● Data provided:
▽
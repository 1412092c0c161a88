//! Background indexing thread
//!
//! Single consumer of the document queue. The pop uses a short timeout so
//! the stop flag is observed within one interval instead of blocking
//! forever. Extraction runs outside the store mutex; only the final
//! commit takes it, so a slow PDF conversion never blocks a concurrent
//! search.

use std::sync::Arc;
use std::sync::atomic::{AtomicBool, Ordering};
use std::time::Duration;

use crossbeam_channel::{Receiver, RecvTimeoutError};
use xxhash_rust::xxh3::xxh3_64;

use crate::protocol::WorkerEvent;
use crate::provider::ProviderRegistry;
use crate::types::DocumentRef;

use super::EventSink;
use super::errors::{IndexError, IndexResult};
use super::store::{DocumentEntry, IndexStore};

pub(crate) struct Indexer {
    pub(crate) store: Arc<IndexStore>,
    pub(crate) registry: Arc<ProviderRegistry>,
    pub(crate) documents: Receiver<DocumentRef>,
    pub(crate) events: EventSink,
    pub(crate) keep_going: Arc<AtomicBool>,
    pub(crate) poll: Duration,
}

impl Indexer {
    pub(crate) fn run(self) {
        tracing::debug!("indexer thread started");
        while self.keep_going.load(Ordering::Acquire) {
            match self.documents.recv_timeout(self.poll) {
                Ok(doc) => self.process(doc),
                Err(RecvTimeoutError::Timeout) => {}
                Err(RecvTimeoutError::Disconnected) => break,
            }
        }
        tracing::debug!("indexer thread stopped");
    }

    fn process(&self, doc: DocumentRef) {
        match index_document(&self.store, &self.registry, &doc) {
            Ok(()) => {
                tracing::debug!(doc_id = %doc.id, locator = %doc.locator, "document indexed");
                self.events.send(&WorkerEvent::Indexed {
                    doc_id: doc.id.to_string(),
                });
            }
            Err(e) => {
                // Per-document failure: log, report, move on.
                tracing::warn!(
                    doc_id = %doc.id,
                    locator = %doc.locator,
                    kind = %doc.kind,
                    error = %e,
                    "dropping document"
                );
                self.events.send(&WorkerEvent::Dropped {
                    doc_id: doc.id.to_string(),
                    reason: e.to_string(),
                });
            }
        }
    }
}

/// Index one document: provider lookup, pre-check, extraction (all outside
/// the store mutex), then a stem-tokenized commit under it.
pub fn index_document(
    store: &IndexStore,
    registry: &ProviderRegistry,
    doc: &DocumentRef,
) -> IndexResult<()> {
    let provider = registry
        .get(&doc.kind)
        .ok_or_else(|| IndexError::MissingProvider(doc.kind.clone()))?;

    if !provider.can_handle(doc) {
        return Err(IndexError::Extraction {
            locator: doc.locator.clone(),
            source: crate::provider::ExtractError::Rejected(
                "provider pre-check refused the document".into(),
            ),
        });
    }

    let body = provider
        .extract(doc)
        .map_err(|source| IndexError::Extraction {
            locator: doc.locator.clone(),
            source,
        })?;

    let entry = DocumentEntry {
        id: doc.id.to_string(),
        locator: doc.locator.clone(),
        kind: doc.kind.clone(),
        digest: format!("{:016x}", xxh3_64(body.as_bytes())),
        body,
    };
    store.commit_document(&entry)
}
△
All entries must be repeated verbatim.

repository 1412092c0c161a88
//! Background indexing thread
//!
//! Single consumer of the document queue. The pop uses a short timeout so
//! the stop flag is observed within one interval instead of blocking
//! forever. Extraction runs outside the store mutex; only the final
//! commit takes it, so a slow PDF conversion never blocks a concurrent
//! search.

use std::sync::Arc;
use std::sync::atomic::{AtomicBool, Ordering};
use std::time::Duration;

use crossbeam_channel::{Receiver, RecvTimeoutError};
use xxhash_rust::xxh3::xxh3_64;

use crate::protocol::WorkerEvent;
use crate::provider::ProviderRegistry;
use crate::types::DocumentRef;

use super::EventSink;
use super::errors::{IndexError, IndexResult};
use super::store::{DocumentEntry, IndexStore};

pub(crate) struct Indexer {
    pub(crate) store: Arc<IndexStore>,
    pub(crate) registry: Arc<ProviderRegistry>,
    pub(crate) documents: Receiver<DocumentRef>,
    pub(crate) events: EventSink,
    pub(crate) keep_going: Arc<AtomicBool>,
    pub(crate) poll: Duration,
}

impl Indexer {
    pub(crate) fn run(self) {
        tracing::debug!("indexer thread started");
        while self.keep_going.load(Ordering::Acquire) {
            match self.documents.recv_timeout(self.poll) {
                Ok(doc) => self.process(doc),
                Err(RecvTimeoutError::Timeout) => {}
                Err(RecvTimeoutError::Disconnected) => break,
            }
        }
        tracing::debug!("indexer thread stopped");
    }

    fn process(&self, doc: DocumentRef) {
        match index_document(&self.store, &self.registry, &doc) {
            Ok(()) => {
                tracing::debug!(doc_id = %doc.id, locator = %doc.locator, "document indexed");
                self.events.send(&WorkerEvent::Indexed {
                    doc_id: doc.id.to_string(),
                });
            }
            Err(e) => {
                // Per-document failure: log, report, move on.
                tracing::warn!(
                    doc_id = %doc.id,
                    locator = %doc.locator,
                    kind = %doc.kind,
                    error = %e,
                    "dropping document"
                );
                self.events.send(&WorkerEvent::Dropped {
                    doc_id: doc.id.to_string(),
                    reason: e.to_string(),
                });
            }
        }
    }
}

/// Index one document: provider lookup, pre-check, extraction (all outside
/// the store mutex), then a stem-tokenized commit under it.
pub fn index_document(
    store: &IndexStore,
    registry: &ProviderRegistry,
    doc: &DocumentRef,
) -> IndexResult<()> {
    let provider = registry
        .get(&doc.kind)
        .ok_or_else(|| IndexError::MissingProvider(doc.kind.clone()))?;

    if !provider.can_handle(doc) {
        return Err(IndexError::Extraction {
            locator: doc.locator.clone(),
            source: crate::provider::ExtractError::Rejected(
                "provider pre-check refused the document".into(),
            ),
        });
    }

    let body = provider
        .extract(doc)
        .map_err(|source| IndexError::Extraction {
            locator: doc.locator.clone(),
            source,
        })?;

    let entry = DocumentEntry {
        id: doc.id.to_string(),
        locator: doc.locator.clone(),
        kind: doc.kind.clone(),
        digest: format!("{:016x}", xxh3_64(body.as_bytes())),
        body,
    };
    store.commit_document(&entry)
}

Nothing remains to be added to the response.